Incidentally useful tools in your baseline

Do not forget, incidental and “smoking gun” data points are often found in one of the non-DFIR enterprise tools (e.g. security compliance tools like Qualys, or antivirus tools like Symantec or McAfee)

Host Logs

Windows

Not in-scope for this article, but the main path for modern Windows computers is %WINDIR%\system32\winevt\Logs\* . Keep in mind there are many other log sources on a Windows machine beyond the event logs. It would be worthwhile to ask the server admin’s if there is any log-forwarding, or if the logs are in a non-standard location. For example, a commonly overlooked issue when acquiring server logs is the architects often put the primary application’s log (and sometimes the swapfile) on a separate partition. So if you are grabbing logs from the C volume, you may not notice that the E volume contains GB’s worth of application logs .

Linux

The main location is /var/log. I had a list of commands I liked, based on previous experience. Then I found this outstanding document written by Sandfly Security which I recommend you provide to the cloud sys admin and have them push the output to individual text files, named with the command they ran. Then, add those text files to the specific hostname folder under the main greppable folder structure you created for the incident. For example,
Folder:IncidentXYZ –> subfolder:Hostname1 –> filename:<PsAuxf>.txt)

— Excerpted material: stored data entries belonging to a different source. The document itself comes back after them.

//! Configuration management for the service.

use crate::driver::BatchLimits;
use crate::retry::RetryPolicy;
use std::env;
use std::str::FromStr;
use std::time::Duration;

/// Which batch executor applies the oplog.
#[derive(Debug, Clone, Copy, PartialEq, Eq)]
pub enum ExecutorKind {
    Sequential,
    Concurrent,
}

impl FromStr for ExecutorKind {
    type Err = ConfigError;

    fn from_str(s: &str) -> Result<Self, Self::Err> {
        match s.to_ascii_lowercase().as_str() {
            "sequential" => Ok(Self::Sequential),
            "concurrent" => Ok(Self::Concurrent),
            other => Err(ConfigError::InvalidExecutor(other.to_string())),
        }
    }
}

/// Service configuration loaded from environment variables.
#[derive(Debug, Clone)]
pub struct Config {
    /// Status server host address
    pub host: String,
    /// Status server port
    pub port: u16,
    /// PostgreSQL connection URL; the in-memory store is used without one
    pub database_url: Option<String>,
    pub executor: ExecutorKind,
    /// Concurrent executor worker count
    pub workers: usize,
    /// Fixed sub-batch size; adaptive sizing when unset
    pub sub_batch_size: Option<usize>,
    pub batch_limits: BatchLimits,
    pub retry: RetryPolicy,
}

impl Config {
    /// Load configuration from environment variables.
    pub fn from_env() -> Result<Self, ConfigError> {
        Self::from_lookup(|name| env::var(name).ok())
    }

    /// Load configuration through `lookup`, which returns the value of a
    /// variable if it is set.
    pub fn from_lookup<F>(lookup: F) -> Result<Self, ConfigError>
    where
        F: Fn(&str) -> Option<String>,
    {
        let host = lookup("HOST").unwrap_or_else(|| "0.0.0.0".to_string());

        let port = lookup("PORT")
            .unwrap_or_else(|| "3000".to_string())
            .parse()
            .map_err(|_| ConfigError::InvalidPort)?;

        let database_url = lookup("DATABASE_URL").filter(|url| !url.is_empty());

        let executor = match lookup("REPL_EXECUTOR") {
            Some(value) => value.parse()?,
            None => ExecutorKind::Concurrent,
        };

        let workers = parse_or(&lookup, "REPL_WORKERS", 4)?;
        let sub_batch_size = lookup("REPL_SUB_BATCH_SIZE")
            .map(|value| parse_positive("REPL_SUB_BATCH_SIZE", &value))
            .transpose()?;

        let defaults = BatchLimits::default();
        let batch_limits = BatchLimits {
            max_size: parse_or(&lookup, "REPL_BATCH_MAX_SIZE", defaults.max_size)?,
            max_period: Duration::from_millis(parse_or(
                &lookup,
                "REPL_BATCH_MAX_PERIOD_MS",
                defaults.max_period.as_millis() as usize,
            )? as u64),
        };

        let retry_defaults = RetryPolicy::default();
        let retry = RetryPolicy {
            max_attempts: parse_or(&lookup, "REPL_RETRY_MAX_ATTEMPTS", retry_defaults.max_attempts)?,
            initial_delay: Duration::from_millis(parse_or(
                &lookup,
                "REPL_RETRY_INITIAL_DELAY_MS",
                retry_defaults.initial_delay.as_millis() as usize,
            )? as u64),
            ..retry_defaults
        };

        Ok(Self {
            host,
            port,
            database_url,
            executor,
            workers,
            sub_batch_size,
            batch_limits,
            retry,
        })
    }
}

fn parse_or<F>(lookup: &F, name: &'static str, default: usize) -> Result<usize, ConfigError>
where
    F: Fn(&str) -> Option<String>,
{
    match lookup(name) {
        Some(value) => parse_positive(name, &value),
        None => Ok(default),
    }
}

fn parse_positive(name: &'static str, value: &str) -> Result<usize, ConfigError> {
    match value.trim().parse::<usize>() {
        Ok(n) if n > 0 => Ok(n),
        _ => Err(ConfigError::InvalidNumber {
            name,
            value: value.to_string(),
        }),
    }
}

/// Configuration errors.
#[derive(Debug, thiserror::Error)]
pub enum ConfigError {
    #[error("Invalid PORT value")]
    InvalidPort,

    #[error("Invalid REPL_EXECUTOR value '{0}', expected 'concurrent' or 'sequential'")]
    InvalidExecutor(String),

    #[error("Invalid {name} value '{value}', expected a positive integer")]
    InvalidNumber { name: &'static str, value: String },
}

For more information about the grep folder, see “Lessons Learned”

SANS also has a wealth of knowledge in this reference document

Containment, Eradication, and Re-Discovery

Not in-scope yet. Might add some things here in a future article.

Post-Incident Activity

Also not in-scope yet. Stop being greedy

My Lessons Learned

Here a few recommendation taken from my own failures:

Enlist the sys admins. The most time-consuming piece of IR is the data collection. Time is working against you so try not to single-handedly acquire all the data sources; they exist in too many places for one person to handle. Draft the local administrators into the incident response (through their manager’s directive). The admins are probably better at querying/exporting their own logs than you are. Often, you can even request they provide the logs in a specific format and decimated to only what is relevant to you (but still with the widest net possible); most admins are pretty capable with command line tools. Now you can work with 1 GB of logs/netflow/pcap, rather than the 100GB they would send you.
Use the telephone. While we are on the topic of slow response, become an innovator in your organization and call people on the telephone thing. You can waste hours, and often days, waiting for email replies from telephobic people, before you even start querying logs.
Make a grep folder. If the IR is big enough, you are going to get a flood of data sources over hours or days. Consider making a central folder of all text-based logs and dump each log into a subfolder by the source name/hostname (e.g. <Incident #>\Host-Based Logs\<hostname 1>). Later, you can grep it all at once or use a SIEM to search it, like SOF-ELK or a local Splunk instance. The main value I have found with this method is you can rapidly grep the data and every hit has the source automatically listed in the path next to it, which is a problem when all the data you get is labeled “access.log1, access.log1[1]…..”.

A final lesson learned to finish this article. You will likely get a lot of files in various forms but the main one will be gzip’s. Simply using something like 7-zip to “unzip all” will almost certainly result in overwriting a lot of your files (e.g. multiple hosts with “access.log” or “bash.history”, etc.) And although normalizing all your files to a common format should be a step you take, in reality it is often too time-consuming to tailor a script for every incident response. So here is a quick command line to grep only the gzips without unzipping them.

find . -name “*.gz” -type f -exec sh -c "zcat {} | grep -iaE '<malicious IP>|<URL>' " \;   

^^ edited this to allow for piped exec'ing and grepping of each file rather than across the whole output.